▶ _Requirement_: Because the material must match the original, reproduce every line of it exactly.

----------------

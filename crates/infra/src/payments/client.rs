use std::sync::Arc;

use mpauth_common::auth::AccessTokenProvider;
use mpauth_domain::constants::{
    FINANCIAL_INSTITUTIONS_ENDPOINT, IDEMPOTENCY_KEY_HEADER, PAYMENT_ENDPOINT,
    PAYMENT_METHODS_ENDPOINT, PSE_PAYMENT_METHOD_ID,
};
use mpauth_domain::{
    CardPaymentRequest, FinancialInstitution, GatewayError, PaymentMethod, PaymentResponse,
    PsePaymentRequest, Result,
};
use reqwest::header::ACCEPT;
use reqwest::{Method, RequestBuilder};
use serde::de::DeserializeOwned;
use serde::Serialize;
use tracing::{debug, info, warn};
use uuid::Uuid;

use crate::errors::InfraError;
use crate::http::HttpClient;

/// Client for the gateway's payment endpoints, acting on behalf of one
/// merchant per call.
pub struct PaymentClient<P: AccessTokenProvider + ?Sized> {
    http: HttpClient,
    api_base_url: String,
    tokens: Arc<P>,
}

impl<P: AccessTokenProvider + ?Sized> PaymentClient<P> {
    /// Client for `api_base_url`, taking tokens from `tokens`
    pub fn new(http: HttpClient, api_base_url: impl Into<String>, tokens: Arc<P>) -> Self {
        let api_base_url = api_base_url.into().trim_end_matches('/').to_string();
        Self { http, api_base_url, tokens }
    }

    /// Payment methods available to the merchant.
    ///
    /// An empty success body yields an empty list.
    pub async fn list_payment_methods(&self, user_id: &str) -> Result<Vec<PaymentMethod>> {
        let builder = self.authorized(Method::GET, PAYMENT_METHODS_ENDPOINT, user_id).await?;
        self.fetch_list(builder, "payment methods").await
    }

    /// Banks that accept PSE bank-debit payments.
    pub async fn list_pse_banks(&self, user_id: &str) -> Result<Vec<FinancialInstitution>> {
        let builder = self
            .authorized(Method::GET, FINANCIAL_INSTITUTIONS_ENDPOINT, user_id)
            .await?
            .query(&[("payment_method_id", PSE_PAYMENT_METHOD_ID)]);
        self.fetch_list(builder, "PSE banks").await
    }

    /// Charge a tokenized card; `request.token` comes from the client-side SDK.
    pub async fn create_card_payment(
        &self,
        user_id: &str,
        request: &CardPaymentRequest,
    ) -> Result<PaymentResponse> {
        self.create_payment(user_id, request, "card").await
    }

    /// Create a PSE payment. The response's `external_resource_url` is where
    /// the payer must be redirected to complete the debit.
    pub async fn create_pse_payment(
        &self,
        user_id: &str,
        request: &PsePaymentRequest,
    ) -> Result<PaymentResponse> {
        self.create_payment(user_id, request, "pse").await
    }

    async fn create_payment<B: Serialize + ?Sized>(
        &self,
        user_id: &str,
        body: &B,
        kind: &'static str,
    ) -> Result<PaymentResponse> {
        let idempotency_key = Uuid::new_v4().to_string();
        let builder = self
            .authorized(Method::POST, PAYMENT_ENDPOINT, user_id)
            .await?
            .header(IDEMPOTENCY_KEY_HEADER, idempotency_key.as_str())
            .json(body);

        let (status, text) = self.execute(builder).await?;
        if !status.is_success() || text.trim().is_empty() {
            warn!(user_id = %user_id, kind, status = status.as_u16(), "payment rejected");
            return Err(GatewayError::Remote { status: status.as_u16(), body: text });
        }

        let payment: PaymentResponse = decode(&text)?;
        info!(
            user_id = %user_id,
            kind,
            payment_id = payment.id,
            status = payment.status.as_deref().unwrap_or("unknown"),
            "payment created"
        );
        Ok(payment)
    }

    async fn fetch_list<T: DeserializeOwned>(
        &self,
        builder: RequestBuilder,
        what: &'static str,
    ) -> Result<Vec<T>> {
        let (status, text) = self.execute(builder).await?;
        if !status.is_success() {
            warn!(what, status = status.as_u16(), "gateway list request failed");
            return Err(GatewayError::Remote { status: status.as_u16(), body: text });
        }

        if text.trim().is_empty() {
            return Ok(Vec::new());
        }

        let items: Vec<T> = decode(&text)?;
        debug!(what, count = items.len(), "gateway list fetched");
        Ok(items)
    }

    async fn authorized(
        &self,
        method: Method,
        path: &str,
        user_id: &str,
    ) -> Result<RequestBuilder> {
        let access_token = self.tokens.access_token(user_id).await.map_err(InfraError::from)?;

        Ok(self
            .http
            .request(method, format!("{}{}", self.api_base_url, path))
            .bearer_auth(access_token)
            .header(ACCEPT, "application/json"))
    }

    async fn execute(&self, builder: RequestBuilder) -> Result<(reqwest::StatusCode, String)> {
        let response = self.http.send(builder).await?;
        let status = response.status();
        let text = response.text().await.map_err(InfraError::from)?;
        Ok((status, text))
    }
}

fn decode<T: DeserializeOwned>(text: &str) -> Result<T> {
    serde_json::from_str(text).map_err(|e| GatewayError::Decode(format!("{e} (body: {text})")))
}

impl<P: AccessTokenProvider + ?Sized> std::fmt::Debug for PaymentClient<P> {
    fn fmt(&self, f: &mut std::fmt::Formatter<'_>) -> std::fmt::Result {
        f.debug_struct("PaymentClient").field("api_base_url", &self.api_base_url).finish()
    }
}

----------------

▶ _Task result_:
filename crates/infra/src/payments/client.rs
use std::sync::Arc;

use mpauth_common::auth::AccessTokenProvider;
use mpauth_domain::constants::{
    FINANCIAL_INSTITUTIONS_ENDPOINT, IDEMPOTENCY_KEY_HEADER, PAYMENT_ENDPOINT,
    PAYMENT_METHODS_ENDPOINT, PSE_PAYMENT_METHOD_ID,
};
use mpauth_domain::{
    CardPaymentRequest, FinancialInstitution, GatewayError, PaymentMethod, PaymentResponse,
    PsePaymentRequest, Result,
};
use reqwest::header::ACCEPT;
use reqwest::{Method, RequestBuilder};
use serde::de::DeserializeOwned;
use serde::Serialize;
use tracing::{debug, info, warn};
use uuid::Uuid;

use crate::errors::InfraError;
use crate::http::HttpClient;

/// Client for the gateway's payment endpoints, acting on behalf of one
/// merchant per call.
pub struct PaymentClient<P: AccessTokenProvider + ?Sized> {
    http: HttpClient,
    api_base_url: String,
    tokens: Arc<P>,
}

impl<P: AccessTokenProvider + ?Sized> PaymentClient<P> {
    /// Client for `api_base_url`, taking tokens from `tokens`
    pub fn new(http: HttpClient, api_base_url: impl Into<String>, tokens: Arc<P>) -> Self {
        let api_base_url = api_base_url.into().trim_end_matches('/').to_string();
        Self { http, api_base_url, tokens }
    }

    /// Payment methods available to the merchant.
    ///
    /// An empty success body yields an empty list.
    pub async fn list_payment_methods(&self, user_id: &str) -> Result<Vec<PaymentMethod>> {
        let builder = self.authorized(Method::GET, PAYMENT_METHODS_ENDPOINT, user_id).await?;
        self.fetch_list(builder, "payment methods").await
    }

    /// Banks that accept PSE bank-debit payments.
    pub async fn list_pse_banks(&self, user_id: &str) -> Result<Vec<FinancialInstitution>> {
        let builder = self
            .authorized(Method::GET, FINANCIAL_INSTITUTIONS_ENDPOINT, user_id)
            .await?
            .query(&[("payment_method_id", PSE_PAYMENT_METHOD_ID)]);
        self.fetch_list(builder, "PSE banks").await
    }

    /// Charge a tokenized card; `request.token` comes from the client-side SDK.
    pub async fn create_card_payment(
        &self,
        user_id: &str,
        request: &CardPaymentRequest,
    ) -> Result<PaymentResponse> {
        self.create_payment(user_id, request, "card").await
    }

    /// Create a PSE payment. The response's `external_resource_url` is where
    /// the payer must be redirected to complete the debit.
    pub async fn create_pse_payment(
        &self,
        user_id: &str,
        request: &PsePaymentRequest,
    ) -> Result<PaymentResponse> {
        self.create_payment(user_id, request, "pse").await
    }

    async fn create_payment<B: Serialize + ?Sized>(
        &self,
        user_id: &str,
        body: &B,
        kind: &'static str,
    ) -> Result<PaymentResponse> {
        let idempotency_key = Uuid::new_v4().to_string();
        let builder = self
            .authorized(Method::POST, PAYMENT_ENDPOINT, user_id)
            .await?
            .header(IDEMPOTENCY_KEY_HEADER, idempotency_key.as_str())
            .json(body);

        let (status, text) = self.execute(builder).await?;
        if !status.is_success() || text.trim().is_empty() {
            warn!(user_id = %user_id, kind, status = status.as_u16(), "payment rejected");
            return Err(GatewayError::Remote { status: status.as_u16(), body: text });
        }

        let payment: PaymentResponse = decode(&text)?;
        info!(
            user_id = %user_id,
            kind,
            payment_id = payment.id,
            status = payment.status.as_deref().unwrap_or("unknown"),
            "payment created"
        );
        Ok(payment)
    }

    async fn fetch_list<T: DeserializeOwned>(
        &self,
        builder: RequestBuilder,
        what: &'static str,
    ) -> Result<Vec<T>> {
        let (status, text) = self.execute(builder).await?;
        if !status.is_success() {
            warn!(what, status = status.as_u16(), "gateway list request failed");
            return Err(GatewayError::Remote { status: status.as_u16(), body: text });
        }

        if text.trim().is_empty() {
            return Ok(Vec::new());
        }

        let items: Vec<T> = decode(&text)?;
        debug!(what, count = items.len(), "gateway list fetched");
        Ok(items)
    }

    async fn authorized(
        &self,
        method: Method,
        path: &str,
        user_id: &str,
    ) -> Result<RequestBuilder> {
        let access_token = self.tokens.access_token(user_id).await.map_err(InfraError::from)?;

        Ok(self
            .http
            .request(method, format!("{}{}", self.api_base_url, path))
            .bearer_auth(access_token)
            .header(ACCEPT, "application/json"))
    }

    async fn execute(&self, builder: RequestBuilder) -> Result<(reqwest::StatusCode, String)> {
        let response = self.http.send(builder).await?;
        let status = response.status();
        let text = response.text().await.map_err(InfraError::from)?;
        Ok((status, text))
    }
}

fn decode<T: DeserializeOwned>(text: &str) -> Result<T> {
    serde_json::from_str(text).map_err(|e| GatewayError::Decode(format!("{e} (body: {text})")))
}

impl<P: AccessTokenProvider + ?Sized> std::fmt::Debug for PaymentClient<P> {
    fn fmt(&self, f: &mut std::fmt::Formatter<'_>) -> std::fmt::Result {
        f.debug_struct("PaymentClient").field("api_base_url", &self.api_base_url).finish()
    }
}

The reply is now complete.